[Stored data entries]
--------------------

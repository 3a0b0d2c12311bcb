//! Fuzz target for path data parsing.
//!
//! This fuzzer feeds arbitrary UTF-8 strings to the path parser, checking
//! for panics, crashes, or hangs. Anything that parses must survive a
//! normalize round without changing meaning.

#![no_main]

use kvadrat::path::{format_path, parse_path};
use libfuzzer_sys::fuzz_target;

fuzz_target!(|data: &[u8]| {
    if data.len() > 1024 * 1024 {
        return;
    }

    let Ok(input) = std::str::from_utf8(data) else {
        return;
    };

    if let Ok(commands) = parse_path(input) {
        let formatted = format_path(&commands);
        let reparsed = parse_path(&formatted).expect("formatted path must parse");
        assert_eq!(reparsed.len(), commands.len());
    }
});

--------------------

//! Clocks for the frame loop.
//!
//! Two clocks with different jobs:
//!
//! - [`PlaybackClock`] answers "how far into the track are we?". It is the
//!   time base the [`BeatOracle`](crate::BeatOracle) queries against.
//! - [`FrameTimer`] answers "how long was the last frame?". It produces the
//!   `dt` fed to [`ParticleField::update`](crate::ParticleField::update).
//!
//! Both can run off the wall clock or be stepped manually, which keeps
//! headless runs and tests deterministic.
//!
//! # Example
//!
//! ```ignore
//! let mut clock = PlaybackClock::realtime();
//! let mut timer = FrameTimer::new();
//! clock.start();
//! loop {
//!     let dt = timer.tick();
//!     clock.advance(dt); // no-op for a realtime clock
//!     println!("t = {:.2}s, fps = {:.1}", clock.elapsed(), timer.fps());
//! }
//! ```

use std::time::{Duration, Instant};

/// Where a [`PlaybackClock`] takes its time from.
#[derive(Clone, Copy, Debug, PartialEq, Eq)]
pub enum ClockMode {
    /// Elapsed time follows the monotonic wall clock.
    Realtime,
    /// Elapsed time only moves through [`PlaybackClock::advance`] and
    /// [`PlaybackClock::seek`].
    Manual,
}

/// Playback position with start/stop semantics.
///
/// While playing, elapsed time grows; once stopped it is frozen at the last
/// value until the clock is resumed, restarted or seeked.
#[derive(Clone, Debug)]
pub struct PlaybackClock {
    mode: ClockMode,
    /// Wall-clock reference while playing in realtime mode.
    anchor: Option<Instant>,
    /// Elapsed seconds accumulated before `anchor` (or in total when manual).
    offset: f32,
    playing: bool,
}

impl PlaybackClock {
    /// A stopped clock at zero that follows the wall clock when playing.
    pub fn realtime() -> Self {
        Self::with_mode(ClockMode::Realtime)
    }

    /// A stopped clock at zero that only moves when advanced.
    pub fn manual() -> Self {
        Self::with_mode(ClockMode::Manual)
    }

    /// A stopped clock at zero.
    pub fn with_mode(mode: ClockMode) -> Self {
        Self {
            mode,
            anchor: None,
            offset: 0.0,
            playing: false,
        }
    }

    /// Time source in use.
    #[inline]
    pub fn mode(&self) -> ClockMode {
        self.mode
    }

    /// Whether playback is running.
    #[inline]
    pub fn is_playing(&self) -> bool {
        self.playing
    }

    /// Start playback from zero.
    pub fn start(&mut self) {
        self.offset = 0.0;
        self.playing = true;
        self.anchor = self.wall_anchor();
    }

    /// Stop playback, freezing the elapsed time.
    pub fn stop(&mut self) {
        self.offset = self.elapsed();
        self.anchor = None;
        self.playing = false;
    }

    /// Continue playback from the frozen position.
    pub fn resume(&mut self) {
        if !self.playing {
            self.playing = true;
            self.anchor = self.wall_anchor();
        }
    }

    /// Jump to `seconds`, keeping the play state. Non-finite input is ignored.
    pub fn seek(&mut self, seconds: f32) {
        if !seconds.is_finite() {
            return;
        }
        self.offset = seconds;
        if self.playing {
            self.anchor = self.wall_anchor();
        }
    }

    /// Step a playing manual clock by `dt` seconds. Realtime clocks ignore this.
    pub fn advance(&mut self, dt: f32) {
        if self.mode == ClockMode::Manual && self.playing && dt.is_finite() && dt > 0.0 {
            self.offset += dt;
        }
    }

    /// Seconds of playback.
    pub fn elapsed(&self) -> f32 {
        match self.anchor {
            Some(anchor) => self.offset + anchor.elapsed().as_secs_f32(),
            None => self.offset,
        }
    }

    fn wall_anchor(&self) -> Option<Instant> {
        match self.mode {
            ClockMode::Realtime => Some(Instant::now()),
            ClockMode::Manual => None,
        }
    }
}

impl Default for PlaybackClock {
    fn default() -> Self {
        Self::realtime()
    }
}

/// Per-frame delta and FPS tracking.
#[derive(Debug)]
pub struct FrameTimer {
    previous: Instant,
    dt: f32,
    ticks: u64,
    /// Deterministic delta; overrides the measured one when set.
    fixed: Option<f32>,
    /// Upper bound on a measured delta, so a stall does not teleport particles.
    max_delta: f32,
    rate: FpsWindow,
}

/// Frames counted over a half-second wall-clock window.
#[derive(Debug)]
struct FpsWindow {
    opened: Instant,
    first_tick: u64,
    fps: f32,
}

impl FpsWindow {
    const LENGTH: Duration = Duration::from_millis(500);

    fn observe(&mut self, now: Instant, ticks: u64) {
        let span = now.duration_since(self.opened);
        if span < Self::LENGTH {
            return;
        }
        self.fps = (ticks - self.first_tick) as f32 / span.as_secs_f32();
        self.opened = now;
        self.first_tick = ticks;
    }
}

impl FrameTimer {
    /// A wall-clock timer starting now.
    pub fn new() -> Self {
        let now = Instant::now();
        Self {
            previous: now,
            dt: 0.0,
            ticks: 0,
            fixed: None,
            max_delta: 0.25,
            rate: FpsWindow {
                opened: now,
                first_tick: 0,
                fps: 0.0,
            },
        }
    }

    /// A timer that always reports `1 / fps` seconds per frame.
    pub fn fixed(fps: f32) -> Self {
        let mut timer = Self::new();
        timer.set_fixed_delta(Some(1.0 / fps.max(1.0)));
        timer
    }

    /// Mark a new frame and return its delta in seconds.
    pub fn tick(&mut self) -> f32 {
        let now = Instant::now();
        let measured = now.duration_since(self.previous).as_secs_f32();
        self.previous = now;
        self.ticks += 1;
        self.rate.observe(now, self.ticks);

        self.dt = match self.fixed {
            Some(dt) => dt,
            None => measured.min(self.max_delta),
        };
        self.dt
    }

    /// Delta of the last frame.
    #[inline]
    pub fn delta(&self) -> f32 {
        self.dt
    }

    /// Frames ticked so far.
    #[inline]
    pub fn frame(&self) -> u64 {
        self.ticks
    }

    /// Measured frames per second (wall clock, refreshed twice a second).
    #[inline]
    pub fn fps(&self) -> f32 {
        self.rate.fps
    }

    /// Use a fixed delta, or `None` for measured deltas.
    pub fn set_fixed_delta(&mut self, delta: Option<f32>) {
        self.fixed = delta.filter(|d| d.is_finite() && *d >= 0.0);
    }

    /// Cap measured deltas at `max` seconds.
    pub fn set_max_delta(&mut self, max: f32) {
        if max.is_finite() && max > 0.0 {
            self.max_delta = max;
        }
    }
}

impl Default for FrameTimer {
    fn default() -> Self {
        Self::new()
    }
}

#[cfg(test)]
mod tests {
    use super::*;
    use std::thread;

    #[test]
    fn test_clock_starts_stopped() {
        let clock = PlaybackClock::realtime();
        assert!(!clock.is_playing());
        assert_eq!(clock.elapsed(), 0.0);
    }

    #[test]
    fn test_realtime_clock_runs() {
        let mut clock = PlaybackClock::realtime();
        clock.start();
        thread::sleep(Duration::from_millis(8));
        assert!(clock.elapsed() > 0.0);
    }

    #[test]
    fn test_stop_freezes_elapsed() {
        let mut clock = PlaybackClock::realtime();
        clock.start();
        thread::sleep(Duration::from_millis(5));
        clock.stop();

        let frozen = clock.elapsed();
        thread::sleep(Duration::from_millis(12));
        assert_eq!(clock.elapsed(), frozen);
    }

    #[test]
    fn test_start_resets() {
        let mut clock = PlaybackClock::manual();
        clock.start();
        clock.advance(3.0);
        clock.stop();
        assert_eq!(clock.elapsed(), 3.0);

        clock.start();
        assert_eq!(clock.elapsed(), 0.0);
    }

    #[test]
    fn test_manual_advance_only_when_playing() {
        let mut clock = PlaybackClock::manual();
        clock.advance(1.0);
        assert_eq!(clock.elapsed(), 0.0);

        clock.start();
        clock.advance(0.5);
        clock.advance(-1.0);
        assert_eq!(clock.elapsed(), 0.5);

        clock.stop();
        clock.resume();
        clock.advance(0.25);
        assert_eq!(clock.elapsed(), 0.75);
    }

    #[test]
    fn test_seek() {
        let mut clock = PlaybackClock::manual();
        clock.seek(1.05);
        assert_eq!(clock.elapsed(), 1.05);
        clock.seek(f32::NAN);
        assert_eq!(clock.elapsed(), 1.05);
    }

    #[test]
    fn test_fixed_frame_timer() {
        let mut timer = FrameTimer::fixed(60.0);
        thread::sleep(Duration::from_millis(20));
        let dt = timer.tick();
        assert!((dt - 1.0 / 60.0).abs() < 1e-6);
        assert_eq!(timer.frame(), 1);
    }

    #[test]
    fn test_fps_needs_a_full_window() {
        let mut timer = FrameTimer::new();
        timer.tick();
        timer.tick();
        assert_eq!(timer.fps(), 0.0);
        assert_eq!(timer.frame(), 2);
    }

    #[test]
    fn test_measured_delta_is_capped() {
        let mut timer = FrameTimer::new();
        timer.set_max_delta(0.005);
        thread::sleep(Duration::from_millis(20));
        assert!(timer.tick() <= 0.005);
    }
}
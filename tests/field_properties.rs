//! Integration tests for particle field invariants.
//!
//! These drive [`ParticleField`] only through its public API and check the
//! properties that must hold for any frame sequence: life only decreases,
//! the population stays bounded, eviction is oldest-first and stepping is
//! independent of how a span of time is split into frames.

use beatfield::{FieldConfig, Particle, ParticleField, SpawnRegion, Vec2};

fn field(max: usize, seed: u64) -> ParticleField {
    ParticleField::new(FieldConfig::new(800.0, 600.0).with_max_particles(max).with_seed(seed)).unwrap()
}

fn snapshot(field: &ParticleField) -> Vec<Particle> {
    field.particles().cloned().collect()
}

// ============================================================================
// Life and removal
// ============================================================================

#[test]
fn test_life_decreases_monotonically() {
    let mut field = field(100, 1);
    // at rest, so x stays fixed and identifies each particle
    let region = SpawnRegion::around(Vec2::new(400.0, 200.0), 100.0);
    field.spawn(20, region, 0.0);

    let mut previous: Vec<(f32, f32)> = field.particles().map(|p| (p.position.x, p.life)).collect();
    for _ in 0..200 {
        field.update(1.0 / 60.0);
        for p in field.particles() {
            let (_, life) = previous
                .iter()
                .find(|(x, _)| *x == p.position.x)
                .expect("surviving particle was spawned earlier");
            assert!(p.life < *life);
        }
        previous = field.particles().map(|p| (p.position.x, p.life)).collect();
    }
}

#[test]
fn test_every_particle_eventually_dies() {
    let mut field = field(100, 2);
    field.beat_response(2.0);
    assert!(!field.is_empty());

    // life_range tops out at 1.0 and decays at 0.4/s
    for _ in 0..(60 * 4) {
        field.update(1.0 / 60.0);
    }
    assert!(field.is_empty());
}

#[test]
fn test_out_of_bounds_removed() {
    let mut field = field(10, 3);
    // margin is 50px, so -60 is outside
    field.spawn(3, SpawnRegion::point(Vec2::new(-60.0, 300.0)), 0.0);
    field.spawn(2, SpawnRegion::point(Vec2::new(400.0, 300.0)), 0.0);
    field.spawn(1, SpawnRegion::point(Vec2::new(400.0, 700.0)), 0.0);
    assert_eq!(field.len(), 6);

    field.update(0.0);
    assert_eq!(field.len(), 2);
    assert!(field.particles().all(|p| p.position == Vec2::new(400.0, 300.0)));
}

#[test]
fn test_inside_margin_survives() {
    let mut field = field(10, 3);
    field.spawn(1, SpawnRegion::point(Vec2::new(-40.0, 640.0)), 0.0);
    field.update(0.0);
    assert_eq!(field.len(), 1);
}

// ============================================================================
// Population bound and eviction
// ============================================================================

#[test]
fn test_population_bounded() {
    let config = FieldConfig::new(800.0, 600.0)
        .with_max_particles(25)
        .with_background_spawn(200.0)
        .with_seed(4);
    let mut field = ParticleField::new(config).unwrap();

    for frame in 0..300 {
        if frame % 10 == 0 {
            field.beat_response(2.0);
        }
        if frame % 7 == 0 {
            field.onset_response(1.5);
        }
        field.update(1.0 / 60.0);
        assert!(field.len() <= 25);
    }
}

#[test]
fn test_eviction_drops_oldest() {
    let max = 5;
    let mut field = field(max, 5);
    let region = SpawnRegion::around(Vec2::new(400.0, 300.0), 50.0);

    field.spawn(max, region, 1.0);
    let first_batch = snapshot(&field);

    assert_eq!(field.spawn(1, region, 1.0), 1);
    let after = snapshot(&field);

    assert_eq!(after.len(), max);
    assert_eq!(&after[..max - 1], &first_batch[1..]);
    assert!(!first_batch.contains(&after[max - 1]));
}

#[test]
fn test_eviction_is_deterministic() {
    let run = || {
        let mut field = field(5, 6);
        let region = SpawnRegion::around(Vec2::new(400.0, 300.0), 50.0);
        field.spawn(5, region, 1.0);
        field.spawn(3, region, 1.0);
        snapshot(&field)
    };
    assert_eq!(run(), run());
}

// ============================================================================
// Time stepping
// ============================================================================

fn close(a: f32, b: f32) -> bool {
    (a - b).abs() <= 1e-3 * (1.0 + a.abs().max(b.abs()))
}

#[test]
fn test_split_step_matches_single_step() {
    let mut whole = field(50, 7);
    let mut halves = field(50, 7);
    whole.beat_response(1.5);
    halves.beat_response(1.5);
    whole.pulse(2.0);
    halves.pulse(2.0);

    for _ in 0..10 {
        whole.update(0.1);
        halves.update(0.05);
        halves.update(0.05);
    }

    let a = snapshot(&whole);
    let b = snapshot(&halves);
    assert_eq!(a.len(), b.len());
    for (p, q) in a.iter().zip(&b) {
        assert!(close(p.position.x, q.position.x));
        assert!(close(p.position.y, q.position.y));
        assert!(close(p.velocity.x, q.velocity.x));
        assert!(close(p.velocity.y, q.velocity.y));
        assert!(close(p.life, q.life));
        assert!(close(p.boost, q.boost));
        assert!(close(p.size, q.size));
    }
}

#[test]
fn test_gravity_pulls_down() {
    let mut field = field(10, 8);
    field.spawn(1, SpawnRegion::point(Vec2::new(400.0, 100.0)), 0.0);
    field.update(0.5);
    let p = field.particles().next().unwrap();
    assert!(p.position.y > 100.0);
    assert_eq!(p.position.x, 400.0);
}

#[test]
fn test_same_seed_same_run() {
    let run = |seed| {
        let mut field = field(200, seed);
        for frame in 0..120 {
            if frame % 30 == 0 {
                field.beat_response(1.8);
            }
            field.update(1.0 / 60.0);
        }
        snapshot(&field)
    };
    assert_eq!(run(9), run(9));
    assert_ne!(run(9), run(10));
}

--------------------

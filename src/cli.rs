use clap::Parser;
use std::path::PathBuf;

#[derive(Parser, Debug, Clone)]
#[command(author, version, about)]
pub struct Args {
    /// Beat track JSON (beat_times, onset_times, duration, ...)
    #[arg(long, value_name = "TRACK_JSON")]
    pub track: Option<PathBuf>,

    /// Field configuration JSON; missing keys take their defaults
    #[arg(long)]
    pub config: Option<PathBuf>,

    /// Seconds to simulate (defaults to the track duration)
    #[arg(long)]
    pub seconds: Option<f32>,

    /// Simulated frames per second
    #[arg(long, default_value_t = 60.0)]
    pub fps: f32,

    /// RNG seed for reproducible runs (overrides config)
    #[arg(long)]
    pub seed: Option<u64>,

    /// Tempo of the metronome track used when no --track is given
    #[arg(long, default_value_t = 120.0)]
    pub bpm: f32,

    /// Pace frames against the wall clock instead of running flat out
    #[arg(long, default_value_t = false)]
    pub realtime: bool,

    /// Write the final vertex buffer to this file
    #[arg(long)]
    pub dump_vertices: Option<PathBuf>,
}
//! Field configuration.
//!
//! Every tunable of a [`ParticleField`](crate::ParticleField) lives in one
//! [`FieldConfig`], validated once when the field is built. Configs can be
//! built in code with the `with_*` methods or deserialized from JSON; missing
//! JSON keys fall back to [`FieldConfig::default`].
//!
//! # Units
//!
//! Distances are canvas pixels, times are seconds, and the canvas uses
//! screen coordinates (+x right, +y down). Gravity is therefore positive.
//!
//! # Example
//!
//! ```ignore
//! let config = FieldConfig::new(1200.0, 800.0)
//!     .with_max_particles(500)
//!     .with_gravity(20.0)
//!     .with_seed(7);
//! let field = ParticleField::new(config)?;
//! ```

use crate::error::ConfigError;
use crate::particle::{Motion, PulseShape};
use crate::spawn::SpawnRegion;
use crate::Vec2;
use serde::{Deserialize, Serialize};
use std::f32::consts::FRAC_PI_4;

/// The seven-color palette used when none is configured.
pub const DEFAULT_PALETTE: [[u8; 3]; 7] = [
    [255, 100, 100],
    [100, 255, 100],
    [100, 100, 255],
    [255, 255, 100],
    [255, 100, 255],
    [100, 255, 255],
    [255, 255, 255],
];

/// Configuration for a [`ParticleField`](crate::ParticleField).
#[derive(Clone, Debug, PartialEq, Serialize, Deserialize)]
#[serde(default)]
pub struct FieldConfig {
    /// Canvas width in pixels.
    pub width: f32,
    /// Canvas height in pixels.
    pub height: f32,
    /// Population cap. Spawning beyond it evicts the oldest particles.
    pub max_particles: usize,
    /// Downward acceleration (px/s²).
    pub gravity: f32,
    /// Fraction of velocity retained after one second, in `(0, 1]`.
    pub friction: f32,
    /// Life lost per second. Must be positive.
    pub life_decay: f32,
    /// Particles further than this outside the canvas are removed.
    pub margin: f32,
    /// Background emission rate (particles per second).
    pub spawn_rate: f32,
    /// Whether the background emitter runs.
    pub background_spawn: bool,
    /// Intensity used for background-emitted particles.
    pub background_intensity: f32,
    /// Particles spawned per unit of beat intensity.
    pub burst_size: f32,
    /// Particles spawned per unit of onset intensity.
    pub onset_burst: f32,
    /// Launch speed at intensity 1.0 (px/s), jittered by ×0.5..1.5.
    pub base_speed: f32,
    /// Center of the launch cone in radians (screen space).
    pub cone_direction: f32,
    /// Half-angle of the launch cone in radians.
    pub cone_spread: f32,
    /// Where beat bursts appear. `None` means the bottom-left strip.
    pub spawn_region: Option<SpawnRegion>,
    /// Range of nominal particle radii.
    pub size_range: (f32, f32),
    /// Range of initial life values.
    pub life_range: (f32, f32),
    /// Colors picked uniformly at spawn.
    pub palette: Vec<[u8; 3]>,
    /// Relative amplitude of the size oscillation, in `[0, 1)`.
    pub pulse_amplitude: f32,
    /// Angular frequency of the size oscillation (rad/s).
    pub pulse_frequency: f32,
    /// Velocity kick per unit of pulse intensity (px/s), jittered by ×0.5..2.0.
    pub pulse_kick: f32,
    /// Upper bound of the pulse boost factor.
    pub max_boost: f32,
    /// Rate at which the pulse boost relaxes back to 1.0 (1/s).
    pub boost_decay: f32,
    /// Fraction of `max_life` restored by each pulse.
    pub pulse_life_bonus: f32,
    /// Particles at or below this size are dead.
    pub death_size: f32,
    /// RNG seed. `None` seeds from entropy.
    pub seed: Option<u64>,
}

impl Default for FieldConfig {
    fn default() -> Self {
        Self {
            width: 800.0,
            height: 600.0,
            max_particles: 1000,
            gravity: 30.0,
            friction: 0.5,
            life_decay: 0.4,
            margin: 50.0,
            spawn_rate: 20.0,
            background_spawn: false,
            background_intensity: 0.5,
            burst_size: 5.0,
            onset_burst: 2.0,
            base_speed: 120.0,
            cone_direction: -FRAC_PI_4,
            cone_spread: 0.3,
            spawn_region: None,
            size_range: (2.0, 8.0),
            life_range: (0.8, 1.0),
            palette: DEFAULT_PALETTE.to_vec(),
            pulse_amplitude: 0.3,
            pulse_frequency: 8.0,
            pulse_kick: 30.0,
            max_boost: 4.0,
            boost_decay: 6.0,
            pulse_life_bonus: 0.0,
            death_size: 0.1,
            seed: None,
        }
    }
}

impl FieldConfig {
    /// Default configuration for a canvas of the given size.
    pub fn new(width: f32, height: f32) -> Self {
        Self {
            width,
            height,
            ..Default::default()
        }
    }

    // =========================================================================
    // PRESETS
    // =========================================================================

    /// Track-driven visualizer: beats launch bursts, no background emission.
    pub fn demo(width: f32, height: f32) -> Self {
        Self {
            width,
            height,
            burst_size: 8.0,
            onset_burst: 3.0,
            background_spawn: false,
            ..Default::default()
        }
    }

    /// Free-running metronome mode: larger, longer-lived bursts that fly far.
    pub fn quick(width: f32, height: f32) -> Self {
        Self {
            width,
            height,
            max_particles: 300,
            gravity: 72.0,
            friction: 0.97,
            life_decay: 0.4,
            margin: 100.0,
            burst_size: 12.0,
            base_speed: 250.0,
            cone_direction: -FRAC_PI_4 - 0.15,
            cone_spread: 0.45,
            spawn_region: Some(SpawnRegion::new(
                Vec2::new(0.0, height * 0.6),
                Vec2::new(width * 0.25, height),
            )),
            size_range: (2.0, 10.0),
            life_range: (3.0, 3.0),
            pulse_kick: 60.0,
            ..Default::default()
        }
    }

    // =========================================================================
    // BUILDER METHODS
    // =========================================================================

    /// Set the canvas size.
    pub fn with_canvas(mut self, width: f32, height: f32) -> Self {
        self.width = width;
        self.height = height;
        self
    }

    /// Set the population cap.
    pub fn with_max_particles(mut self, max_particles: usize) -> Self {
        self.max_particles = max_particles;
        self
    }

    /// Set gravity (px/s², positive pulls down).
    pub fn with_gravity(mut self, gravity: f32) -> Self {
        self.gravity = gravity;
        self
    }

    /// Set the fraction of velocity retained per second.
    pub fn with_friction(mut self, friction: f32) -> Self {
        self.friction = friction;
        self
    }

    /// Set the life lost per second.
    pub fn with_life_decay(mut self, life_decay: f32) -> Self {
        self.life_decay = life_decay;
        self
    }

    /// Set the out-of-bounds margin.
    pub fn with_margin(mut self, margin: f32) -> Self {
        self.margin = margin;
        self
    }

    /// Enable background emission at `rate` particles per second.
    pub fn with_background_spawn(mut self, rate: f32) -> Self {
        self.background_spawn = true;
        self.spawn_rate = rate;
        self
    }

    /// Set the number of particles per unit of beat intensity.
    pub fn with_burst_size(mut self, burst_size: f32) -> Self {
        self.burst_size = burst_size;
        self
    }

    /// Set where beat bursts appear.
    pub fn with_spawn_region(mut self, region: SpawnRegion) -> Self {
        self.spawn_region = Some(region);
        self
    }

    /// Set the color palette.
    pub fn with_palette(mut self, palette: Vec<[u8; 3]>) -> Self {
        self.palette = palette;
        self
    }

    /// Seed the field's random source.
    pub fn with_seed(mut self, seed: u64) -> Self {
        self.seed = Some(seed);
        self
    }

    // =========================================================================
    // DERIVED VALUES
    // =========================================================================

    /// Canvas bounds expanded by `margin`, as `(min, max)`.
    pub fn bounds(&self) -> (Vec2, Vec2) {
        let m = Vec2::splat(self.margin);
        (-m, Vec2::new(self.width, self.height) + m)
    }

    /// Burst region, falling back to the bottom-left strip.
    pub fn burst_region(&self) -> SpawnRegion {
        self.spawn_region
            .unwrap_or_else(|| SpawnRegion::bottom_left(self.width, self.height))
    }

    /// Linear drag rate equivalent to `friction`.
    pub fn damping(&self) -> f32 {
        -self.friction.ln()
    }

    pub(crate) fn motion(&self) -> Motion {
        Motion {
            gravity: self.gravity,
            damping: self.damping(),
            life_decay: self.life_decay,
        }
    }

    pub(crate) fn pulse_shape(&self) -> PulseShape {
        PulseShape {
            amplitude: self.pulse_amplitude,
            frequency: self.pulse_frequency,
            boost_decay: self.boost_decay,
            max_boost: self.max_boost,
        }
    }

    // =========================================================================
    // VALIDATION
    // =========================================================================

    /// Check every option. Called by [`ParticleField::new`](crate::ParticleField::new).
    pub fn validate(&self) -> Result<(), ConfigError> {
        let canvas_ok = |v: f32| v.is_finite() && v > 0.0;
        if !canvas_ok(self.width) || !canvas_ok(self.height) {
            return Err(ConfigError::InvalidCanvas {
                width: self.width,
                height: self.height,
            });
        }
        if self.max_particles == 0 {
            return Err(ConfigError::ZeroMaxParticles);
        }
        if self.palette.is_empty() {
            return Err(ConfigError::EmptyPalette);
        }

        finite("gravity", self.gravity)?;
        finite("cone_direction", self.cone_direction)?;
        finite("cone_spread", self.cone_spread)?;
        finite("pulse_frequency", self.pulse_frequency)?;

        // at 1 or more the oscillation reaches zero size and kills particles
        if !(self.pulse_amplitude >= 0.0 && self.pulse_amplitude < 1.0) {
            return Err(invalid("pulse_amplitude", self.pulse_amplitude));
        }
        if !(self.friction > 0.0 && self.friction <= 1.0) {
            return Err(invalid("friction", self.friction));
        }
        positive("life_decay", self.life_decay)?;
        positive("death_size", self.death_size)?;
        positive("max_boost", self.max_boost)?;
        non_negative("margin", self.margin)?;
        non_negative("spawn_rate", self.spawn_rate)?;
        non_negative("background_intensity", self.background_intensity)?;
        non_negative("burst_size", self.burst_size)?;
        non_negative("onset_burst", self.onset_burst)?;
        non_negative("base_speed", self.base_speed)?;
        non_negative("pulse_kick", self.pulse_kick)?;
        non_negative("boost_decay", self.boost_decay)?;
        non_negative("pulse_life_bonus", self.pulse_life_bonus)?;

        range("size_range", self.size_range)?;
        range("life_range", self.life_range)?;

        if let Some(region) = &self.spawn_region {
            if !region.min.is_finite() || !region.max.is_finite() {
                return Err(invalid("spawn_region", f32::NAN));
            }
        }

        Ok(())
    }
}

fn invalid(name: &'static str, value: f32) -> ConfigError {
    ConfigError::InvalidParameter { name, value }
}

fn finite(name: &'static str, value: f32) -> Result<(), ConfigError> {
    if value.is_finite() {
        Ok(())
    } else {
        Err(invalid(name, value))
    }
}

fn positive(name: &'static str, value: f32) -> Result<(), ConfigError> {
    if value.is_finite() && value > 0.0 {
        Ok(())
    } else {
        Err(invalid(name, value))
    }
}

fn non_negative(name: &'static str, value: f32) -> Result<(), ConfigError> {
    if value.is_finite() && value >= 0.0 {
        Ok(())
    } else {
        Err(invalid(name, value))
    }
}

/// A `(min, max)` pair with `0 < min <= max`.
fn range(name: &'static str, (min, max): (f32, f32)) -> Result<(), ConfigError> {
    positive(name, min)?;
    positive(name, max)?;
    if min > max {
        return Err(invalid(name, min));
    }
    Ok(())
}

--------------------

**Exercise goal**
Could you copy every line from the records that mentions the word "position"?

**Answer space**
/// Playback position with start/stop semantics.
    /// Continue playback from the frozen position.
    let mut previous: Vec<(f32, f32)> = field.particles().map(|p| (p.position.x, p.life)).collect();
                .find(|(x, _)| *x == p.position.x)
        previous = field.particles().map(|p| (p.position.x, p.life)).collect();
    assert!(field.particles().all(|p| p.position == Vec2::new(400.0, 300.0)));
        assert!(close(p.position.x, q.position.x));
        assert!(close(p.position.y, q.position.y));
    assert!(p.position.y > 100.0);
    assert_eq!(p.position.x, 400.0);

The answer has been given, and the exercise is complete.